Кстати, на русском языке этот мир до сих пор не был выговорен
— по крайней мере, художественно. Мир маргиналов за пределами нашего отечества,
которое еще и само себя как следует не рассмотрело.
Под стать этому постхристианскому миру и «Аппендикс» — роман
постхристианский. В таком определении равно важны обе его части: и то, что это
роман, написанный «после» христианства, и то, что наследует он именно
христианскому миропониманию. В этом мы в очередной раз убедимся в самом конце,
когда в ходе грандиозного мистериального события последние становятся первыми.

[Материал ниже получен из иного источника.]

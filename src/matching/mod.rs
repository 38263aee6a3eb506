//! Scoring and selection of candidate record pairs.

use serde::{Deserialize, Serialize};

pub mod candidate;
pub mod match_set;
pub mod similarity;
pub mod spec;

pub use candidate::MatchCandidate;
pub use match_set::{MatchSet, select_indices};
pub use similarity::{SimilarityMetric, SimilarityScores, dice, jaro, jaro_winkler};
pub use spec::{
    DEFAULT_THRESHOLD, DisplaySelection, MatchOption, MatchOptions, MatchSpecification,
    parse_attribute_list, parse_with_clause,
};

/// Range over which the selection policy is applied for one left record.
#[derive(Debug, Clone, Copy, PartialEq, Eq, Default, Serialize, Deserialize)]
#[serde(rename_all = "snake_case")]
pub enum SelectionScope {
    /// Each right partition is judged on its own; a left record may receive
    /// one best candidate per right partition.
    #[default]
    PerPartition,
    /// The policy is applied over the whole right scan. Selected candidates
    /// and their right rows are held until the left partition is done, so
    /// memory grows with the number of survivors.
    Global,
}
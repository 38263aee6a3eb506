use serde::Serialize;
use std::sync::{Mutex, OnceLock};
use sysinfo::{MemoryRefreshKind, RefreshKind, System};

const MB: u64 = 1024 * 1024;

/// Host memory figures attached to progress updates, in MB.
#[derive(Debug, Clone, Copy, Default, PartialEq, Eq, Serialize)]
pub struct MemoryStats {
    pub total_mb: u64,
    pub used_mb: u64,
    pub avail_mb: u64,
}

impl MemoryStats {
    fn from_bytes(total: u64, available: u64) -> Self {
        let total_mb = total / MB;
        let avail_mb = available / MB;
        Self {
            total_mb,
            used_mb: total_mb.saturating_sub(avail_mb),
            avail_mb,
        }
    }
}

fn ram_only() -> MemoryRefreshKind {
    MemoryRefreshKind::nothing().with_ram()
}

fn system() -> &'static Mutex<System> {
    static SYSTEM: OnceLock<Mutex<System>> = OnceLock::new();
    SYSTEM.get_or_init(|| {
        Mutex::new(System::new_with_specifics(
            RefreshKind::nothing().with_memory(ram_only()),
        ))
    })
}

/// Refresh and read host memory. A poisoned lock reports zeros.
pub fn memory_stats_mb() -> MemoryStats {
    match system().lock() {
        Ok(mut sys) => {
            sys.refresh_memory_specifics(ram_only());
            MemoryStats::from_bytes(sys.total_memory(), sys.available_memory())
        }
        Err(_) => MemoryStats::default(),
    }
}
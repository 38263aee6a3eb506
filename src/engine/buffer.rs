use crate::db::RelationalStore;
use crate::error::DbError;
use crate::models::Row;

/// Fuzzy output rows waiting to be bulk-inserted. Owned by one run; the
/// orchestrator decides when to flush.
#[derive(Debug)]
pub struct OutputBuffer {
    relation: String,
    columns: Vec<String>,
    rows: Vec<Row>,
    threshold: usize,
    flushes: usize,
    written: u64,
}

impl OutputBuffer {
    pub fn new(relation: impl Into<String>, columns: Vec<String>, threshold: usize) -> Self {
        Self {
            relation: relation.into(),
            columns,
            rows: Vec::new(),
            threshold,
            flushes: 0,
            written: 0,
        }
    }

    pub fn push(&mut self, row: Row) {
        self.rows.push(row);
    }

    pub fn len(&self) -> usize {
        self.rows.len()
    }

    pub fn is_empty(&self) -> bool {
        self.rows.is_empty()
    }

    /// True once the buffer holds more rows than the threshold.
    pub fn is_over_threshold(&self) -> bool {
        self.len() > self.threshold
    }

    pub fn flushes(&self) -> usize {
        self.flushes
    }

    pub fn written(&self) -> u64 {
        self.written
    }

    /// Insert all buffered rows and clear the buffer. Rows inserted by
    /// earlier flushes stay in place if this one fails.
    pub async fn flush<S: RelationalStore>(&mut self, store: &S) -> Result<u64, DbError> {
        if self.is_empty() {
            return Ok(0);
        }
        let rows = std::mem::take(&mut self.rows);
        let n = store.bulk_insert(&self.relation, &self.columns, &rows).await?;
        self.flushes += 1;
        self.written += n;
        log::debug!(
            "flushed {} rows into {} (flush #{}, {} total)",
            n,
            self.relation,
            self.flushes,
            self.written
        );
        Ok(n)
    }

    pub async fn flush_if_full<S: RelationalStore>(&mut self, store: &S) -> Result<u64, DbError> {
        if self.is_over_threshold() {
            self.flush(store).await
        } else {
            Ok(0)
        }
    }
}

До мифологичной сущности романа — а она, на самом-то деле,
именно такова — читателю предстоит добираться постепенно. Мифическая природа
всего происходящего (жизни вообще? — и ее тоже, конечно, но в первую очередь —
всего многообразия рассказанных нам здесь событий), откроется лишь в предпоследней
главе — на которой роман и оборвется. Последней главы автор не написал из
принципиальных соображений — вероятно, потому, что ничто не кончается, напротив
того, — в заключительной главе все (в буквальном смысле — все: новое состояние
мира) только начинается. И это явно имеет прямое отношение к персональной —
скорее уж надперсональной — онтологии автора.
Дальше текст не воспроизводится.